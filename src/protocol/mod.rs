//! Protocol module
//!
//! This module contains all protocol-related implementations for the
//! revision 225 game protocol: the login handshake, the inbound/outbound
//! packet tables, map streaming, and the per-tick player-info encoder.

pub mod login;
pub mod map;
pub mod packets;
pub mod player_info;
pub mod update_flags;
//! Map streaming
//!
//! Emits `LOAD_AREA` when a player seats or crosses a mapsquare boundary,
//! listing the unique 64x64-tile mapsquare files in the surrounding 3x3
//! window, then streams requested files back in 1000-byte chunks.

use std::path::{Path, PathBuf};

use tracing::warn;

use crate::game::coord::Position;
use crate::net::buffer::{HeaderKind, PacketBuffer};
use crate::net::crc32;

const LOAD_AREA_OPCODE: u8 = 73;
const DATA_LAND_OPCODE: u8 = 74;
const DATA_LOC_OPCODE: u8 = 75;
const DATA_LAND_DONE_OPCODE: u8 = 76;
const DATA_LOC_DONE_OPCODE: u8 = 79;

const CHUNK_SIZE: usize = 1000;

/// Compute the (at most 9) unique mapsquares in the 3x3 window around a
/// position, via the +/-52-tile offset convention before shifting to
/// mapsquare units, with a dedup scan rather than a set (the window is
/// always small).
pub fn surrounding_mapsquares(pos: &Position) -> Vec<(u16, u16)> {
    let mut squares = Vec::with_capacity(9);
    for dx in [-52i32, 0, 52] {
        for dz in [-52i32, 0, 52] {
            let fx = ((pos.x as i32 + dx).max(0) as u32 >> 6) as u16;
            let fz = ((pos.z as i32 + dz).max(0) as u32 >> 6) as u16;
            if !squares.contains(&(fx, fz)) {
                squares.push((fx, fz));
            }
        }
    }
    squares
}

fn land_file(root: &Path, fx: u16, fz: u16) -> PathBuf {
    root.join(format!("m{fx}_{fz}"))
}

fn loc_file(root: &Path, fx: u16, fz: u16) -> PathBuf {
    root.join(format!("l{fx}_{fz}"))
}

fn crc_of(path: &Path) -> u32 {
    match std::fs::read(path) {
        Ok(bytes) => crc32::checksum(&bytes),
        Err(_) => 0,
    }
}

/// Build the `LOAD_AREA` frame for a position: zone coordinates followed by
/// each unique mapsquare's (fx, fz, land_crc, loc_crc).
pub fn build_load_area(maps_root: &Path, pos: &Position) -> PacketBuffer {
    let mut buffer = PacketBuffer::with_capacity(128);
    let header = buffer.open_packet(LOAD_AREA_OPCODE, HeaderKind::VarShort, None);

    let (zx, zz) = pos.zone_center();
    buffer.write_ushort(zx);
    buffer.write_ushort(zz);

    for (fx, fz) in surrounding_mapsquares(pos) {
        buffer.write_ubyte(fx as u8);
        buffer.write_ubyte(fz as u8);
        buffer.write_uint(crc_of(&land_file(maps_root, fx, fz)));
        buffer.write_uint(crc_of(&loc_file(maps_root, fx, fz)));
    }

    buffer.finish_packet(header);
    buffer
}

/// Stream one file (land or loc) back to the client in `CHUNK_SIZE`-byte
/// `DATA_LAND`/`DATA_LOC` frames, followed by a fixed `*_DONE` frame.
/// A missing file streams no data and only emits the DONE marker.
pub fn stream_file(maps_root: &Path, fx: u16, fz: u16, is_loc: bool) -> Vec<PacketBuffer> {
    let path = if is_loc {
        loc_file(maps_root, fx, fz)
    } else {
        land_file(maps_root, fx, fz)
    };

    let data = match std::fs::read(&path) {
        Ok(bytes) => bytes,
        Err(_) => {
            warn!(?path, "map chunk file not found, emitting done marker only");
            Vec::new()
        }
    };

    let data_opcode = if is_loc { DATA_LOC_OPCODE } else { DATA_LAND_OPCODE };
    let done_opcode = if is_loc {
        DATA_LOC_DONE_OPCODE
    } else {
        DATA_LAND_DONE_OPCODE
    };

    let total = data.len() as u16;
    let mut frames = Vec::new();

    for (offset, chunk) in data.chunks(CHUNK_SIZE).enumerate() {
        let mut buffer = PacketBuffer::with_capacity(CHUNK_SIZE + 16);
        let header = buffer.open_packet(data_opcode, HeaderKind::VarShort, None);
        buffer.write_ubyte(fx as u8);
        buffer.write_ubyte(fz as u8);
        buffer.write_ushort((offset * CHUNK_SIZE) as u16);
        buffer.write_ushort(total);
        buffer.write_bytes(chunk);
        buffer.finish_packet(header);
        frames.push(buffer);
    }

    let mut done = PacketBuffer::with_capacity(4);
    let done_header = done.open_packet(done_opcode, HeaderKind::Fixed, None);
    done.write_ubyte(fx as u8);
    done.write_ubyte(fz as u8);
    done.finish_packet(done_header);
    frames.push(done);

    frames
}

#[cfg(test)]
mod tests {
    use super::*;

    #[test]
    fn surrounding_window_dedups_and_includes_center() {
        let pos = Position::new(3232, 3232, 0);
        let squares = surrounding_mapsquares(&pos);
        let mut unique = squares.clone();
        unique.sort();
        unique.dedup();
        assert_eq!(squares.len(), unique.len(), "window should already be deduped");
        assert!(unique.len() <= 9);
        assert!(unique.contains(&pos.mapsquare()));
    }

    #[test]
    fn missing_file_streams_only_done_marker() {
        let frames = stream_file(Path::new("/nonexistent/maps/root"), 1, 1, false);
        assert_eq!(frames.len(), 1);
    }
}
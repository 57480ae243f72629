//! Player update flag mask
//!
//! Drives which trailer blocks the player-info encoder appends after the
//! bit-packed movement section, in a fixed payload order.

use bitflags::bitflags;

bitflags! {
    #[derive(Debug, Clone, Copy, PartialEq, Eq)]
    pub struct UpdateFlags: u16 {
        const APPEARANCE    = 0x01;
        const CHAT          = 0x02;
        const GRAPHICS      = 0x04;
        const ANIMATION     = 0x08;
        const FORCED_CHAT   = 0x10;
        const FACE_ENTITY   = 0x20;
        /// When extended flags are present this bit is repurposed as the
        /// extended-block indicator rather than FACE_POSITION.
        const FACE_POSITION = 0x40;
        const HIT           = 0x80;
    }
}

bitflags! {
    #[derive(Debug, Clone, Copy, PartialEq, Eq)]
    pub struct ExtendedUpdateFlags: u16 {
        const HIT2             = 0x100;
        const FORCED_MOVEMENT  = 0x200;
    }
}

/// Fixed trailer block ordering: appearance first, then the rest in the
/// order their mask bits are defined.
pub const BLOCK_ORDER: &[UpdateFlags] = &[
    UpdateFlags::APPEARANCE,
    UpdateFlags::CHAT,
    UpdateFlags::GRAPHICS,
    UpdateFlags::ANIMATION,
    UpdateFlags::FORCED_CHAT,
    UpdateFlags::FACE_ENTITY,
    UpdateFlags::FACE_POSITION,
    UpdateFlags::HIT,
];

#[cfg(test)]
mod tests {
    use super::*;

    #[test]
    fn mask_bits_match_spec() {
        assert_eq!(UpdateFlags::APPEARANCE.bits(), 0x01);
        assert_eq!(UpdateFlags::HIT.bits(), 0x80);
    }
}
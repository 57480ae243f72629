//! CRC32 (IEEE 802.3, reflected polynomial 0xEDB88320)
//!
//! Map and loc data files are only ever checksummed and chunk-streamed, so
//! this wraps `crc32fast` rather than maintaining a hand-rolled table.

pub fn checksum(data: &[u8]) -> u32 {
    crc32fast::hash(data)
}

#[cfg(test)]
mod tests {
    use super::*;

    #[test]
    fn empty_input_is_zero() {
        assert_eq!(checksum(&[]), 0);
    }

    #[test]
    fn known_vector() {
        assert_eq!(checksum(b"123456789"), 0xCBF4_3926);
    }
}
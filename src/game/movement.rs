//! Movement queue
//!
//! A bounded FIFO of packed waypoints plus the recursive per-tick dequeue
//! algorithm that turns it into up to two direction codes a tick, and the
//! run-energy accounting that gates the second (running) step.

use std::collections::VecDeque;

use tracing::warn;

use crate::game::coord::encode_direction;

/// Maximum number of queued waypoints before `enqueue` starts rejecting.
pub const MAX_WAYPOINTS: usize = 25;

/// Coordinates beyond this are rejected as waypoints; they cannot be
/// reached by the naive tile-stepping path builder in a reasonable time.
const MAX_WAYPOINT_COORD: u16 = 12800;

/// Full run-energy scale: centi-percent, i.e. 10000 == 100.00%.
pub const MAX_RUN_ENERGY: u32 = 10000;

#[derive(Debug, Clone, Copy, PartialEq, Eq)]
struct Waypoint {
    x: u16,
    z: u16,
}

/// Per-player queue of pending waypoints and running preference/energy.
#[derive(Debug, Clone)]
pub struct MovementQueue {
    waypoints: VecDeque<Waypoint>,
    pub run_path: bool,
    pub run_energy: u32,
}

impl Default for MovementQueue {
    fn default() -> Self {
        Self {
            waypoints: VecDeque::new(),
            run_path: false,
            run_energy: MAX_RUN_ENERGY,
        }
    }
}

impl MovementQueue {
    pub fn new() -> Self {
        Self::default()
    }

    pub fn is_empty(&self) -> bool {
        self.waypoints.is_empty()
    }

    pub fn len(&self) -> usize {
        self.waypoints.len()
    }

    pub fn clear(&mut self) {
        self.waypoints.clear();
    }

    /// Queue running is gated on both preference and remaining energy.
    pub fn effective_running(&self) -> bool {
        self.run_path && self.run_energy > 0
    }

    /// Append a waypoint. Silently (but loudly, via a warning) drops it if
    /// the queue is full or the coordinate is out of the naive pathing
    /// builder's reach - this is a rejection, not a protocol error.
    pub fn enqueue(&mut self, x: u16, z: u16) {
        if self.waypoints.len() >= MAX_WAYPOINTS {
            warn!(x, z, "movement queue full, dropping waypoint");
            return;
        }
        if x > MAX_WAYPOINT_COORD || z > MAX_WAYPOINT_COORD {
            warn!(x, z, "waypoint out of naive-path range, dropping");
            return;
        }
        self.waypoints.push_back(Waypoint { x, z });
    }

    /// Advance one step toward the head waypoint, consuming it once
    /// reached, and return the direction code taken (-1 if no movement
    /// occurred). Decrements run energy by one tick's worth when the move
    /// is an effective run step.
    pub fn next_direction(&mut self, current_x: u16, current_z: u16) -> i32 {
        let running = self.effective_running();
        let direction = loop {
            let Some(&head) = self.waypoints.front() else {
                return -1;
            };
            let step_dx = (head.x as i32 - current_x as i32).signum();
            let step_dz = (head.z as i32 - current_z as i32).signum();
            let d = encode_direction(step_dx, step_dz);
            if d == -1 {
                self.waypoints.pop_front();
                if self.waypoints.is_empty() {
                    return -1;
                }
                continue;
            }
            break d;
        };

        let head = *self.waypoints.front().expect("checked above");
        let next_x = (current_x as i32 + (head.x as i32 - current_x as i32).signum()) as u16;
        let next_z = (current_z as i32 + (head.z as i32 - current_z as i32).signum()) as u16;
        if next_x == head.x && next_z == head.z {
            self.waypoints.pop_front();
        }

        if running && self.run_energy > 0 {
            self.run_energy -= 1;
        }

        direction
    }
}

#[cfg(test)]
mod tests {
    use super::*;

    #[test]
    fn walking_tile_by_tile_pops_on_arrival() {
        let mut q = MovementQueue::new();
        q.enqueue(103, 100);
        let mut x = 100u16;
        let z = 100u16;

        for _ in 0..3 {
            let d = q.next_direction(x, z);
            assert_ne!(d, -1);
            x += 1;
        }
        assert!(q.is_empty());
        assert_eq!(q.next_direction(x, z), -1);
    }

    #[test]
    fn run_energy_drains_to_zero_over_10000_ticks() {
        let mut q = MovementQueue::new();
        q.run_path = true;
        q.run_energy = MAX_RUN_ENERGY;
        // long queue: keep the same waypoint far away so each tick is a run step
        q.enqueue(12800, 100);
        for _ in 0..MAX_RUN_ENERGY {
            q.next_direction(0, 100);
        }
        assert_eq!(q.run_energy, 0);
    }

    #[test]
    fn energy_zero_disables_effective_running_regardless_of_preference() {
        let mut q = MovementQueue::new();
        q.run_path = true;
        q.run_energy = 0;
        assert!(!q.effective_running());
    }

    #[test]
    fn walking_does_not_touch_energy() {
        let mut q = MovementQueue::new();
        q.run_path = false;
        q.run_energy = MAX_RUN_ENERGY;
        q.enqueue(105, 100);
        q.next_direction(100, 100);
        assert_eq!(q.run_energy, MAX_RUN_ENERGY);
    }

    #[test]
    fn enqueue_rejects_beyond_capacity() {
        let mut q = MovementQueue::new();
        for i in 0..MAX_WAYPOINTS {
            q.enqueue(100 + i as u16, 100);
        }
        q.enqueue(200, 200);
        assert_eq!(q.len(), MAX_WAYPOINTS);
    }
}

■ ■ ■ ■ ■

Exercise - How many lines of the entries contain the word "encoder"? Only the number is wanted.

Answer box - 2